フロー値:インキ約2mlをスプレッドメーター(熊谷理機工業(株)製)の試料穴に入れ、インキの上面を固定板の上面と同一面になるようへらでかきとり、荷重板を落下させた。同心円状に広がったインキの1分後の直径値を読み取った。結果を表3に示した。
光沢:インキ0.4mlをRIテスター(石川島産業機械(株)製)にてアート紙に展色した後、20℃、65%R.H.にて24時間調湿し、60°−60°の反射率を光沢計により測定した。光沢は数値が大きいほど良好であることを示し、結果を表3に示した。
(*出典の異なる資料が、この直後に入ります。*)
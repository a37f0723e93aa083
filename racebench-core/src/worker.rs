//! Worker Process Entry Point
//!
//! Handles the worker side of the process-pool model. The coordinator
//! re-executes the current binary with `--worker`; the worker rebuilds the
//! requested workload from its descriptor and evaluates one chunk per
//! command in its own address space.
//!
//! On Unix, uses fd 3/4 for IPC (set via `RACEBENCH_IPC_FD`) and installs
//! a SIGTERM handler for graceful shutdown. On non-Unix, falls back to
//! stdin/stdout and skips signal handling.

use crate::error::panic_message;
use crate::range::Range;
use crate::workload::workload_from_spec;
use racebench_ipc::{
    CoordinatorCommand, FailureKind, FrameError, FrameReceiver, FrameSender, IPC_FD_ENV,
    WireRange, WorkerCapabilities, WorkerMessage, WorkloadSpec,
};
use std::io::{Read, Write};
use std::panic::{AssertUnwindSafe, catch_unwind};
use std::sync::atomic::{AtomicBool, Ordering};
use std::time::Instant;

#[cfg(unix)]
use std::os::unix::io::FromRawFd;

/// Set by the SIGTERM handler to request graceful shutdown.
static SHUTDOWN_REQUESTED: AtomicBool = AtomicBool::new(false);

fn shutdown_requested() -> bool {
    SHUTDOWN_REQUESTED.load(Ordering::Relaxed)
}

/// The handler only sets an atomic, so it is async-signal-safe.
#[cfg(unix)]
fn install_sigterm_handler() {
    unsafe {
        let mut sa: libc::sigaction = std::mem::zeroed();
        sa.sa_sigaction = sigterm_handler as *const () as usize;
        sa.sa_flags = libc::SA_RESTART;
        libc::sigemptyset(&mut sa.sa_mask);
        libc::sigaction(libc::SIGTERM, &sa, std::ptr::null_mut());
    }
}

#[cfg(unix)]
extern "C" fn sigterm_handler(_sig: libc::c_int) {
    SHUTDOWN_REQUESTED.store(true, Ordering::Relaxed);
}

#[cfg(not(unix))]
fn install_sigterm_handler() {}

enum IpcTransport {
    #[cfg(unix)]
    Fds { read_fd: i32, write_fd: i32 },
    Stdio,
}

fn parse_fd_pair(val: &str) -> Option<(i32, i32)> {
    let (r, w) = val.split_once(',')?;
    Some((r.trim().parse().ok()?, w.trim().parse().ok()?))
}

fn detect_transport() -> IpcTransport {
    #[cfg(unix)]
    if let Ok(val) = std::env::var(IPC_FD_ENV) {
        if let Some((read_fd, write_fd)) = parse_fd_pair(&val) {
            return IpcTransport::Fds { read_fd, write_fd };
        }
        eprintln!(
            "racebench: warning: invalid {IPC_FD_ENV}={val:?} (expected format: <read_fd>,<write_fd>), falling back to stdio"
        );
    }
    IpcTransport::Stdio
}

/// Worker main loop
pub struct WorkerMain {
    commands: FrameReceiver<Box<dyn Read>, CoordinatorCommand>,
    replies: FrameSender<Box<dyn Write>, WorkerMessage>,
}

impl WorkerMain {
    /// Create a worker on fd 3/4 if `RACEBENCH_IPC_FD` is set, otherwise stdin/stdout
    pub fn new() -> Self {
        match detect_transport() {
            #[cfg(unix)]
            IpcTransport::Fds { read_fd, write_fd } => {
                // The coordinator dup2'd both pipe ends onto these descriptors before exec.
                let read_file = unsafe { std::fs::File::from_raw_fd(read_fd) };
                let write_file = unsafe { std::fs::File::from_raw_fd(write_fd) };
                Self::from_streams(Box::new(read_file), Box::new(write_file))
            }
            IpcTransport::Stdio => {
                Self::from_streams(Box::new(std::io::stdin()), Box::new(std::io::stdout()))
            }
        }
    }

    /// Create a worker over arbitrary streams
    pub fn from_streams(reader: Box<dyn Read>, writer: Box<dyn Write>) -> Self {
        Self {
            commands: FrameReceiver::new(reader),
            replies: FrameSender::new(writer),
        }
    }

    /// Run until `Shutdown`, SIGTERM, or the coordinator closes the pipe
    pub fn run(&mut self) -> Result<(), FrameError> {
        install_sigterm_handler();

        self.replies
            .send(&WorkerMessage::Hello(WorkerCapabilities::default()))?;

        loop {
            if shutdown_requested() {
                break;
            }

            let command = match self.commands.recv() {
                Ok(command) => command,
                Err(FrameError::Closed) => break,
                Err(e) => return Err(e),
            };

            match command {
                CoordinatorCommand::Evaluate {
                    chunk_index,
                    chunk,
                    workload,
                } => {
                    let reply = evaluate(chunk_index, chunk, workload);
                    self.replies.send(&reply)?;
                }
                CoordinatorCommand::Shutdown => break,
            }
        }

        Ok(())
    }
}

impl Default for WorkerMain {
    fn default() -> Self {
        Self::new()
    }
}

fn evaluate(chunk_index: u32, chunk: WireRange, spec: WorkloadSpec) -> WorkerMessage {
    let failed = |kind, message| WorkerMessage::chunk_failed(chunk_index, kind, message);

    let range = match Range::try_from(chunk) {
        Ok(range) => range,
        Err(e) => return failed(FailureKind::Workload, e.to_string()),
    };
    let workload = workload_from_spec(spec);

    let start = Instant::now();
    match catch_unwind(AssertUnwindSafe(|| workload.apply(range))) {
        Ok(Ok(value)) => WorkerMessage::ChunkComplete {
            chunk_index,
            value,
            duration_nanos: start.elapsed().as_nanos().min(u128::from(u64::MAX)) as u64,
        },
        Ok(Err(e)) => failed(FailureKind::Workload, e.message),
        Err(panic) => failed(FailureKind::Panic, panic_message(panic.as_ref())),
    }
}

#[cfg(test)]
mod tests {
    use super::*;
    use std::io::Cursor;
    use std::sync::{Arc, Mutex};

    /// Write half that keeps its bytes reachable after the worker drops it
    #[derive(Clone, Default)]
    struct SharedBuf(Arc<Mutex<Vec<u8>>>);

    impl Write for SharedBuf {
        fn write(&mut self, buf: &[u8]) -> std::io::Result<usize> {
            self.0.lock().unwrap().extend_from_slice(buf);
            Ok(buf.len())
        }

        fn flush(&mut self) -> std::io::Result<()> {
            Ok(())
        }
    }

    fn encode(commands: &[CoordinatorCommand]) -> Vec<u8> {
        let mut sender = FrameSender::new(Vec::new());
        for command in commands {
            sender.send(command).unwrap();
        }
        sender.into_inner()
    }

    fn decode(bytes: Vec<u8>) -> Vec<WorkerMessage> {
        let mut receiver = FrameReceiver::<_, WorkerMessage>::new(Cursor::new(bytes));
        let mut messages = Vec::new();
        loop {
            match receiver.recv() {
                Ok(msg) => messages.push(msg),
                Err(FrameError::Closed) => break,
                Err(e) => panic!("bad frame: {e}"),
            }
        }
        messages
    }

    fn run_worker(commands: &[CoordinatorCommand]) -> Vec<WorkerMessage> {
        let output = SharedBuf::default();
        let mut worker = WorkerMain::from_streams(
            Box::new(Cursor::new(encode(commands))),
            Box::new(output.clone()),
        );
        worker.run().unwrap();
        drop(worker);
        let bytes = output.0.lock().unwrap().clone();
        decode(bytes)
    }

    #[test]
    fn test_parse_fd_pair() {
        assert_eq!(parse_fd_pair("3,4"), Some((3, 4)));
        assert_eq!(parse_fd_pair(" 3 , 4 "), Some((3, 4)));
        assert_eq!(parse_fd_pair("3"), None);
        assert_eq!(parse_fd_pair("a,4"), None);
    }

    #[test]
    fn test_worker_evaluates_chunks_then_shuts_down() {
        let messages = run_worker(&[
            CoordinatorCommand::Evaluate {
                chunk_index: 0,
                chunk: WireRange { start: 2, end: 100 },
                workload: WorkloadSpec::CountPrimes,
            },
            CoordinatorCommand::Evaluate {
                chunk_index: 1,
                chunk: WireRange { start: 0, end: 3 },
                workload: WorkloadSpec::Sleep { delay_nanos: 1_000 },
            },
            CoordinatorCommand::Shutdown,
        ]);

        assert_eq!(messages.len(), 3);
        assert!(matches!(messages[0], WorkerMessage::Hello(_)));
        assert!(matches!(
            messages[1],
            WorkerMessage::ChunkComplete {
                chunk_index: 0,
                value: 25,
                ..
            }
        ));
        assert!(matches!(
            messages[2],
            WorkerMessage::ChunkComplete {
                chunk_index: 1,
                value: 3,
                ..
            }
        ));
    }

    #[test]
    fn test_worker_stops_at_end_of_stream() {
        let messages = run_worker(&[]);
        assert_eq!(messages.len(), 1);
        assert!(matches!(messages[0], WorkerMessage::Hello(_)));
    }

    #[test]
    fn test_reversed_chunk_reports_failure() {
        let messages = run_worker(&[CoordinatorCommand::Evaluate {
            chunk_index: 7,
            chunk: WireRange { start: 10, end: 5 },
            workload: WorkloadSpec::CountPrimes,
        }]);
        match &messages[1] {
            WorkerMessage::ChunkFailed {
                chunk_index, kind, ..
            } => {
                assert_eq!(*chunk_index, 7);
                assert_eq!(*kind, FailureKind::Workload);
            }
            other => panic!("expected ChunkFailed, got {other:?}"),
        }
    }
}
乾燥性:インキ0.4mlをRIテスター(石川島産業機械(株)製)にてアート紙に展色した後、160℃の雰囲気中に2秒、4秒、6秒間それぞれ暴露し、指蝕によりべたつきの無い状態を乾燥として判断した。乾燥性は数値が小さいほど良好であることを示し、結果を表3に示した。
ミスチング:インキ2.6mlをインコメーター(東洋精機(株)製)上に展開し、ロール温度30℃、400rpmで1分間、更に1800rpmで2分間回転させ、ロール直下に置いた白色紙上へのインキの飛散度を観察して評価を行なった。ミスチングは数値が大きいほど良好であることを示し、結果を表3に示した。
乳化率:インキ3.9mlを動的乳化試験機(日本レオロジー機器(株)製)上に展開し、ロール温度30℃、200rpmにて純水を5ml/分の速度で供給、このインキ中の水分量を赤外水分計測定した。乳化率は数値が小さいほど良好であることを示し、結果を表3に示した。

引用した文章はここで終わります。